Le président Emmanuel Macron, qui s'est invité à cette réunion, a demandé aux parti­ci­pants de lui faire une propo­sition afin qu'elle puisse s'intégrer dans son projet de réforme consti­tu­tion­nelle "après l'été".

M. Darmanin a jugé que la venue du chef de l'Etat était "histo­rique", "symbo­lique" et "politique".

S'il a reconnu que cela faisait "50 ans" que les natio­na­listes récla­maient une inscription de la Corse dans la Constitution, il a estimé que cette journée permettait de "voir radieux l'avenir pour la Corse".

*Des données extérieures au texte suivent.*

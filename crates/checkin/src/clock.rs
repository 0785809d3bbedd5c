//! Wall-clock source for check-in timestamps.
//!
//! "Today" is always the calendar date in the system's local time zone.

use std::fmt::Debug;

use chrono::{Local, NaiveDate, NaiveDateTime, Timelike};

/// Source of the current local date and time.
pub trait Clock: Debug + Send {
    /// Current local wall-clock time, truncated to whole seconds.
    fn now(&self) -> NaiveDateTime;

    /// Current local calendar date.
    fn today(&self) -> NaiveDate {
        self.now().date()
    }
}

/// The system's local clock.
#[derive(Debug, Clone, Copy, Default)]
pub struct SystemClock;

impl Clock for SystemClock {
    fn now(&self) -> NaiveDateTime {
        let now = Local::now().naive_local();
        now.with_nanosecond(0).unwrap_or(now)
    }
}

/// A clock pinned to one instant, for tests and replays.
#[derive(Debug, Clone, Copy)]
pub struct FixedClock(pub NaiveDateTime);

impl Clock for FixedClock {
    fn now(&self) -> NaiveDateTime {
        self.0
    }
}
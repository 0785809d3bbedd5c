//! Configuration management for checkin.
//!
//! This module provides configuration loading and validation using figment,
//! supporting TOML config files, environment variables, and defaults.

use std::path::PathBuf;
use std::time::Duration;

use figment::{
    providers::{Env, Format, Serialized, Toml},
    Figment,
};
use serde::{Deserialize, Serialize};

use crate::error::{Error, Result};

/// Default configuration file name.
const CONFIG_FILE_NAME: &str = "config.toml";

/// Application directory name under the user config dir.
const APP_DIR_NAME: &str = "checkin";

/// Largest accepted QR module size in pixels.
const MAX_MODULE_SIZE: u32 = 64;

/// Application configuration.
///
/// Configuration is loaded from (in order of precedence, highest first):
/// 1. Environment variables (prefixed with `CHECKIN_`, `__` separates sections)
/// 2. TOML config file at `~/.config/checkin/config.toml`
/// 3. Default values
///
/// Relative paths are resolved against the working directory.
#[derive(Debug, Clone, Default, PartialEq, Serialize, Deserialize)]
#[serde(default)]
pub struct Config {
    /// Storage configuration.
    pub storage: StorageConfig,
    /// Scanner configuration.
    pub scanner: ScannerConfig,
    /// QR generation configuration.
    pub qr: QrConfig,
    /// Display configuration.
    pub display: DisplayConfig,
}

/// Where the roster and the attendance ledger live.
#[derive(Debug, Clone, PartialEq, Serialize, Deserialize)]
#[serde(default)]
pub struct StorageConfig {
    /// Path to the JSON roster of known names.
    pub roster_path: PathBuf,
    /// Path to the `SQLite` attendance database.
    pub database_path: PathBuf,
}

/// Camera scanning configuration.
#[derive(Debug, Clone, PartialEq, Serialize, Deserialize)]
#[serde(default)]
pub struct ScannerConfig {
    /// Directory the camera reads frames from.
    pub frames_dir: PathBuf,
    /// Pause between two frame cycles in milliseconds.
    pub frame_interval_ms: u64,
}

/// QR generation configuration.
#[derive(Debug, Clone, PartialEq, Serialize, Deserialize)]
#[serde(default)]
pub struct QrConfig {
    /// Directory generated images are written to.
    pub output_dir: PathBuf,
    /// Edge length of one QR module in pixels.
    pub module_size: u32,
}

/// Display configuration.
#[derive(Debug, Clone, PartialEq, Serialize, Deserialize)]
#[serde(default)]
pub struct DisplayConfig {
    /// Number of check-ins shown in history views.
    pub history_limit: usize,
}

impl Default for StorageConfig {
    fn default() -> Self {
        Self {
            roster_path: PathBuf::from("names_list.json"),
            database_path: PathBuf::from("attendance.db"),
        }
    }
}

impl Default for ScannerConfig {
    fn default() -> Self {
        Self {
            frames_dir: PathBuf::from("frames"),
            frame_interval_ms: 10,
        }
    }
}

impl Default for QrConfig {
    fn default() -> Self {
        Self {
            output_dir: PathBuf::from("qr_codes"),
            module_size: 10,
        }
    }
}

impl Default for DisplayConfig {
    fn default() -> Self {
        Self { history_limit: 20 }
    }
}

impl Config {
    /// Load configuration with an optional custom config path.
    ///
    /// # Errors
    ///
    /// Returns an error if configuration loading or parsing fails.
    pub fn load_from(config_path: Option<PathBuf>) -> Result<Self> {
        let config_file = config_path.unwrap_or_else(Self::default_config_path);

        let figment = Figment::new()
            .merge(Serialized::defaults(Config::default()))
            .merge(Toml::file(&config_file).nested())
            .merge(Env::prefixed("CHECKIN_").split("__"));

        let config: Config = figment.extract()?;
        config.validate()?;
        Ok(config)
    }

    /// Get the default configuration file path.
    #[must_use]
    pub fn default_config_path() -> PathBuf {
        dirs::config_dir()
            .unwrap_or_else(|| PathBuf::from(".config"))
            .join(APP_DIR_NAME)
            .join(CONFIG_FILE_NAME)
    }

    /// Validate the configuration.
    ///
    /// # Errors
    ///
    /// Returns an error if any configuration values are invalid.
    pub fn validate(&self) -> Result<()> {
        if self.scanner.frame_interval_ms == 0 {
            return Err(Error::ConfigValidation {
                message: "frame_interval_ms must be greater than 0".to_string(),
            });
        }

        if self.qr.module_size == 0 || self.qr.module_size > MAX_MODULE_SIZE {
            return Err(Error::ConfigValidation {
                message: format!(
                    "module_size ({}) must be between 1 and {MAX_MODULE_SIZE}",
                    self.qr.module_size
                ),
            });
        }

        if self.storage.roster_path.as_os_str().is_empty() {
            return Err(Error::ConfigValidation {
                message: "roster_path must not be empty".to_string(),
            });
        }

        if self.storage.database_path.as_os_str().is_empty() {
            return Err(Error::ConfigValidation {
                message: "database_path must not be empty".to_string(),
            });
        }

        Ok(())
    }

    /// Get the roster path.
    #[must_use]
    pub fn roster_path(&self) -> PathBuf {
        self.storage.roster_path.clone()
    }

    /// Get the database path.
    #[must_use]
    pub fn database_path(&self) -> PathBuf {
        self.storage.database_path.clone()
    }

    /// Get the frame interval as a Duration.
    #[must_use]
    pub fn frame_interval(&self) -> Duration {
        Duration::from_millis(self.scanner.frame_interval_ms)
    }
}

#[cfg(test)]
mod tests {
    use super::*;

    #[test]
    fn test_default_config() {
        let config = Config::default();

        assert_eq!(config.roster_path(), PathBuf::from("names_list.json"));
        assert_eq!(config.database_path(), PathBuf::from("attendance.db"));
        assert_eq!(config.scanner.frames_dir, PathBuf::from("frames"));
        assert_eq!(config.qr.output_dir, PathBuf::from("qr_codes"));
        assert_eq!(config.qr.module_size, 10);
        assert_eq!(config.display.history_limit, 20);
    }

    #[test]
    fn test_validate_valid_config() {
        assert!(Config::default().validate().is_ok());
    }

    #[test]
    fn test_validate_zero_frame_interval() {
        let mut config = Config::default();
        config.scanner.frame_interval_ms = 0;

        let err = config.validate().unwrap_err().to_string();
        assert!(err.contains("frame_interval_ms"));
    }

    #[test]
    fn test_validate_module_size_bounds() {
        let mut config = Config::default();
        config.qr.module_size = 0;
        assert!(config.validate().is_err());

        config.qr.module_size = MAX_MODULE_SIZE + 1;
        let err = config.validate().unwrap_err().to_string();
        assert!(err.contains("module_size"));

        config.qr.module_size = MAX_MODULE_SIZE;
        assert!(config.validate().is_ok());
    }

    #[test]
    fn test_validate_empty_paths() {
        let mut config = Config::default();
        config.storage.roster_path = PathBuf::new();
        assert!(config.validate().is_err());

        let mut config = Config::default();
        config.storage.database_path = PathBuf::new();
        assert!(config.validate().is_err());
    }

    #[test]
    fn test_frame_interval() {
        let config = Config::default();
        assert_eq!(config.frame_interval(), Duration::from_millis(10));
    }

    #[test]
    fn test_default_config_path() {
        let path = Config::default_config_path();
        assert!(path.to_string_lossy().contains("checkin"));
        assert!(path.to_string_lossy().contains("config.toml"));
    }

    #[test]
    fn test_load_nonexistent_config() {
        let config = Config::load_from(Some(PathBuf::from("/nonexistent/config.toml"))).unwrap();
        assert_eq!(config, Config::default());
    }

    #[test]
    fn test_load_from_toml_file() {
        let dir = tempfile::tempdir().unwrap();
        let path = dir.path().join("config.toml");
        std::fs::write(
            &path,
            "[storage]\nroster_path = \"party.json\"\n\n[display]\nhistory_limit = 5\n",
        )
        .unwrap();

        let config = Config::load_from(Some(path)).unwrap();
        assert_eq!(config.roster_path(), PathBuf::from("party.json"));
        assert_eq!(config.display.history_limit, 5);
        assert_eq!(config.database_path(), PathBuf::from("attendance.db"));
    }

    #[test]
    fn test_load_rejects_invalid_values() {
        let dir = tempfile::tempdir().unwrap();
        let path = dir.path().join("config.toml");
        std::fs::write(&path, "[scanner]\nframe_interval_ms = 0\n").unwrap();

        let result = Config::load_from(Some(path));
        assert!(matches!(result, Err(Error::ConfigValidation { .. })));
    }

    #[test]
    fn test_storage_config_deserialize() {
        let json = r#"{"database_path": "/srv/party.db"}"#;
        let storage: StorageConfig = serde_json::from_str(json).unwrap();
        assert_eq!(storage.database_path, PathBuf::from("/srv/party.db"));
        assert_eq!(storage.roster_path, PathBuf::from("names_list.json"));
    }
}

"Oui, l'horizon n'a jamais été autant dégagé", a assuré le ministre en faisant valoir que le chef de l'Etat était "celui qui a le pouvoir constitutionnel".

Mais Emmanuel Macron ne dispose pas actuel­lement d'une majorité des 3/​5e (Assemblée nationale et Sénat réunis) néces­saire pour faire aboutir une réforme de la Constitution.

Le gouver­nement, a poursuivi M. Darmanin, attend "les propo­si­tions des élus corses". "Avant le 14 juillet, il est tout à fait possible de présenter un projet au président de la République", a-​t-​il dit.

M. Darmanin a précisé que les Corses auraient à se prononcer sur ce projet avant le débat parlementaire.

Mais auparavant, il a donné "45 jours" aux élus pour lui faire des propo­si­tions sur "le foncier".